(DATA SUPPLIED)

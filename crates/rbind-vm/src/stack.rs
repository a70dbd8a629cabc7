//! Stack growth for the recursive parser and evaluator.
//!
//! Script recursion is bounded by [`VmOptions::max_call_depth`] and source
//! nesting by the parser's own limit, but a single script call spans many
//! host frames. Both recursive paths run through [`ensure_sufficient_stack`]
//! so those limits are reached before the host thread's stack is.
//!
//! [`VmOptions::max_call_depth`]: crate::VmOptions::max_call_depth

/// Grow when less than this much stack remains.
const RED_ZONE: usize = 128 * 1024;

/// Size of each newly allocated stack segment.
const STACK_PER_RECURSION: usize = 1024 * 1024;

#[inline]
#[cfg(not(target_arch = "wasm32"))]
pub(crate) fn ensure_sufficient_stack<R>(f: impl FnOnce() -> R) -> R {
    stacker::maybe_grow(RED_ZONE, STACK_PER_RECURSION, f)
}

#[inline]
#[cfg(target_arch = "wasm32")]
pub(crate) fn ensure_sufficient_stack<R>(f: impl FnOnce() -> R) -> R {
    f()
}

#[cfg(test)]
mod tests {
    use super::*;

    fn depth(n: u32) -> u32 {
        ensure_sufficient_stack(|| {
            let pad = std::hint::black_box([0u8; 512]);
            if n == 0 { u32::from(pad[0]) } else { 1 + depth(n - 1) }
        })
    }

    #[test]
    fn deep_recursion_grows_the_stack() {
        assert_eq!(depth(20_000), 20_000);
    }
}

(End DATA SUPPLIED)

● BRIEF:
Each entry must be set down exactly as it appears.

● RESPONSE TO THE EXERCISE:
filename crates/rbind-vm/src/stack.rs
repository a70dbd8a629cabc7
//! Stack growth for the recursive parser and evaluator.
//!
//! Script recursion is bounded by [`VmOptions::max_call_depth`] and source
//! nesting by the parser's own limit, but a single script call spans many
//! host frames. Both recursive paths run through [`ensure_sufficient_stack`]
//! so those limits are reached before the host thread's stack is.
//!
//! [`VmOptions::max_call_depth`]: crate::VmOptions::max_call_depth

/// Grow when less than this much stack remains.
const RED_ZONE: usize = 128 * 1024;

/// Size of each newly allocated stack segment.
const STACK_PER_RECURSION: usize = 1024 * 1024;

#[inline]
#[cfg(not(target_arch = "wasm32"))]
pub(crate) fn ensure_sufficient_stack<R>(f: impl FnOnce() -> R) -> R {
    stacker::maybe_grow(RED_ZONE, STACK_PER_RECURSION, f)
}

#[inline]
#[cfg(target_arch = "wasm32")]
pub(crate) fn ensure_sufficient_stack<R>(f: impl FnOnce() -> R) -> R {
    f()
}

#[cfg(test)]
mod tests {
    use super::*;

    fn depth(n: u32) -> u32 {
        ensure_sufficient_stack(|| {
            let pad = std::hint::black_box([0u8; 512]);
            if n == 0 { u32::from(pad[0]) } else { 1 + depth(n - 1) }
        })
    }

    #[test]
    fn deep_recursion_grows_the_stack() {
        assert_eq!(depth(20_000), 20_000);
    }
}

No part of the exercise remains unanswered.